An event can dead-letter after it was partially or fully applied — for example the write to PostGIS succeeded but an acknowledgement timed out. If you generate a fresh key on replay, the deduplication gate sees a brand-new event and applies it a second time, double-writing state. Reusing the key computed at first ingest lets the gate recognise the replay as a duplicate and absorb it.

Should I re-validate geometry on replay if it was already validated at ingest?

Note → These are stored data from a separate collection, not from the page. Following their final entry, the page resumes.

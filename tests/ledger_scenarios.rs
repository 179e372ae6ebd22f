mod common;

use common::{fail_writes, list_instrument, quote, register, sqlite_app};
use rust_decimal_macros::dec;
use tradedesk::domain::errors::LedgerError;
use tradedesk::domain::repositories::AccountRepository;
use tradedesk::domain::trading::types::{DateRange, OrderSide};
use tradedesk::infrastructure::mock::MockMarketFeed;

#[tokio::test]
async fn test_buy_debits_balance_and_adds_holdings() -> anyhow::Result<()> {
    let app = sqlite_app(&MockMarketFeed::default()).await?;
    let alice = register(&app, "alice", dec!(1000)).await?;
    list_instrument(&app, "BTC", "Bitcoin", dec!(50)).await?;

    let record = app.services.ledger.submit(alice.id, "BTC", "BUY", 10).await?;

    assert_eq!(record.execution_price, dec!(500));
    assert_eq!(record.username, "alice");
    assert_eq!(record.ticker, "BTC");
    assert_eq!(record.side, OrderSide::Buy);

    let profile = app.services.accounts.profile("alice", "alice").await?;
    assert_eq!(profile.balance, dec!(500));
    assert_eq!(profile.holdings.get("BTC"), Some(&10));
    Ok(())
}

#[tokio::test]
async fn test_sell_more_than_held_reports_available() -> anyhow::Result<()> {
    let app = sqlite_app(&MockMarketFeed::default()).await?;
    let alice = register(&app, "alice", dec!(1000)).await?;
    list_instrument(&app, "BTC", "Bitcoin", dec!(50)).await?;

    app.services.ledger.submit(alice.id, "BTC", "BUY", 5).await?;
    let err = app
        .services
        .ledger
        .submit(alice.id, "BTC", "SELL", 10)
        .await
        .unwrap_err();

    match err {
        LedgerError::InsufficientHoldings {
            ref ticker,
            requested,
            available,
        } => {
            assert_eq!(ticker, "BTC");
            assert_eq!(requested, 10);
            assert_eq!(available, 5);
        }
        other => panic!("unexpected error: {other}"),
    }
    assert!(err.to_string().contains("only have 5 units of BTC"));

    // Rejected order leaves no trace
    let history = app.services.ledger.history(alice.id, None).await?;
    assert_eq!(history.len(), 1);
    Ok(())
}

#[tokio::test]
async fn test_buy_beyond_balance_is_rejected() -> anyhow::Result<()> {
    let app = sqlite_app(&MockMarketFeed::default()).await?;
    let bob = register(&app, "bob", dec!(100)).await?;
    list_instrument(&app, "ETH", "Ethereum", dec!(200)).await?;

    let err = app
        .services
        .ledger
        .submit(bob.id, "ETH", "BUY", 1)
        .await
        .unwrap_err();
    assert!(matches!(
        err,
        LedgerError::InsufficientBalance { required, available }
            if required == dec!(200) && available == dec!(100)
    ));

    let account = app
        .persistence
        .account_repository
        .find_by_id(bob.id)
        .await?
        .expect("account exists");
    assert_eq!(account.balance, dec!(100));
    assert!(app.services.ledger.history(bob.id, None).await?.is_empty());
    Ok(())
}

#[tokio::test]
async fn test_round_trip_restores_balance() -> anyhow::Result<()> {
    let app = sqlite_app(&MockMarketFeed::default()).await?;
    let alice = register(&app, "alice", dec!(1000)).await?;
    list_instrument(&app, "SOL", "Solana", dec!(12.5)).await?;

    app.services.ledger.submit(alice.id, "SOL", "BUY", 8).await?;
    app.services.ledger.submit(alice.id, "sol", "sell", 8).await?;

    let profile = app.services.accounts.profile("alice", "alice").await?;
    assert_eq!(profile.balance, dec!(1000));
    assert!(profile.holdings.is_empty());
    Ok(())
}

#[tokio::test]
async fn test_unknown_ticker_is_synced_from_feed() -> anyhow::Result<()> {
    let feed = MockMarketFeed::new(vec![
        quote("btc", "Bitcoin", dec!(50)),
        quote("doge", "Dogecoin", dec!(0.25)),
    ]);
    let app = sqlite_app(&feed).await?;
    let alice = register(&app, "alice", dec!(1000)).await?;

    let record = app.services.ledger.submit(alice.id, "DOGE", "BUY", 100).await?;

    assert_eq!(record.ticker, "DOGE");
    assert_eq!(record.execution_price, dec!(25));
    assert_eq!(feed.calls(), 1);
    assert_eq!(feed.last_request().await, Some(("usd".to_string(), 250)));
    // The whole recovery batch landed, not just the requested ticker
    assert!(app.services.catalog.find_by_ticker("BTC").await?.is_some());
    Ok(())
}

#[tokio::test]
async fn test_unknown_ticker_with_feed_down_is_not_found() -> anyhow::Result<()> {
    let feed = MockMarketFeed::failing();
    let app = sqlite_app(&feed).await?;
    let alice = register(&app, "alice", dec!(1000)).await?;

    let err = app
        .services
        .ledger
        .submit(alice.id, "DOGE", "BUY", 1)
        .await
        .unwrap_err();

    assert!(matches!(err, LedgerError::InstrumentNotFound(ref t) if t == "DOGE"));
    assert_eq!(feed.calls(), 1);
    Ok(())
}

#[tokio::test]
async fn test_unknown_ticker_absent_from_feed_is_not_found() -> anyhow::Result<()> {
    let feed = MockMarketFeed::new(vec![quote("btc", "Bitcoin", dec!(50))]);
    let app = sqlite_app(&feed).await?;
    let alice = register(&app, "alice", dec!(1000)).await?;

    let err = app
        .services
        .ledger
        .submit(alice.id, "DOGE", "SELL", 1)
        .await
        .unwrap_err();

    assert!(matches!(err, LedgerError::InstrumentNotFound(_)));
    Ok(())
}

#[tokio::test]
async fn test_history_is_ordered_and_filterable() -> anyhow::Result<()> {
    let app = sqlite_app(&MockMarketFeed::default()).await?;
    let alice = register(&app, "alice", dec!(1000)).await?;
    list_instrument(&app, "BTC", "Bitcoin", dec!(10)).await?;

    let first = app.services.ledger.submit(alice.id, "BTC", "BUY", 3).await?;
    let second = app.services.ledger.submit(alice.id, "BTC", "SELL", 1).await?;

    let all = app.services.ledger.history(alice.id, None).await?;
    assert_eq!(
        all.iter().map(|r| r.id).collect::<Vec<_>>(),
        vec![first.id, second.id]
    );

    let future = DateRange {
        start: Some(second.created_at + chrono::Duration::hours(1)),
        end: None,
    };
    assert!(app.services.ledger.history(alice.id, Some(future)).await?.is_empty());

    let inclusive = DateRange {
        start: Some(first.created_at),
        end: Some(second.created_at),
    };
    assert_eq!(
        app.services.ledger.history(alice.id, Some(inclusive)).await?.len(),
        2
    );
    Ok(())
}

#[tokio::test]
async fn test_zero_priced_instrument_is_not_tradable() -> anyhow::Result<()> {
    let feed = MockMarketFeed::new(vec![tradedesk::domain::market::quote::FeedQuote {
        current_price: None,
        ..quote("new", "Fresh Listing", dec!(0))
    }]);
    let app = sqlite_app(&feed).await?;
    let alice = register(&app, "alice", dec!(1000)).await?;

    app.services.catalog.sync_from_feed("usd", 100).await?;
    let listed = app.services.catalog.find_by_ticker("NEW").await?;
    assert_eq!(listed.map(|i| i.last_price), Some(dec!(0)));

    let err = app
        .services
        .ledger
        .submit(alice.id, "NEW", "BUY", 1)
        .await
        .unwrap_err();
    assert!(matches!(err, LedgerError::NotTradable { .. }));
    Ok(())
}

#[tokio::test]
async fn test_storage_failure_rolls_back_the_whole_order() -> anyhow::Result<()> {
    let app = sqlite_app(&MockMarketFeed::default()).await?;
    let alice = register(&app, "alice", dec!(1000)).await?;
    list_instrument(&app, "BTC", "Bitcoin", dec!(50)).await?;
    fail_writes(&app, "reject_transactions", "BEFORE INSERT ON transactions").await?;

    let err = app
        .services
        .ledger
        .submit(alice.id, "BTC", "BUY", 10)
        .await
        .unwrap_err();
    assert!(matches!(err, LedgerError::CommitFailed(_)));

    // The balance debit ran before the failing insert and must be undone
    let profile = app.services.accounts.profile("alice", "alice").await?;
    assert_eq!(profile.balance, dec!(1000));
    assert!(profile.holdings.is_empty());
    assert!(app.services.ledger.history(alice.id, None).await?.is_empty());
    Ok(())
}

Yes. Many events dead-letter precisely because their geometry failed validation. Running shapely.make_valid on replay repairs self-intersections and other topology faults that can be fixed deterministically, so the repaired event now passes the same validation gate that rejected it. Events that are still invalid after make_valid should be dropped or escalated, never re-submitted in a loop.

How do I stop a mass replay from overwhelming my consumers?

Rate-limit the replay with a token bucket or fixed inter-message delay tuned below the steady-state capacity of the downstream consumers, and drain in bounded batches rather than flushing the whole DLQ at once. The events already failed once; there is no benefit to replaying them faster than the pipeline can safely absorb.

Why replay in observation-time order rather than DLQ insertion order?

Events can sit in a DLQ for minutes or hours while newer events for the same feature flow through normally. Replaying a stale reading after fresher state has already been written would roll the feature backwards. Ordering the drained batch by observation timestamp ensures older readings are applied first and a last-write-wins consumer keeps the newest value.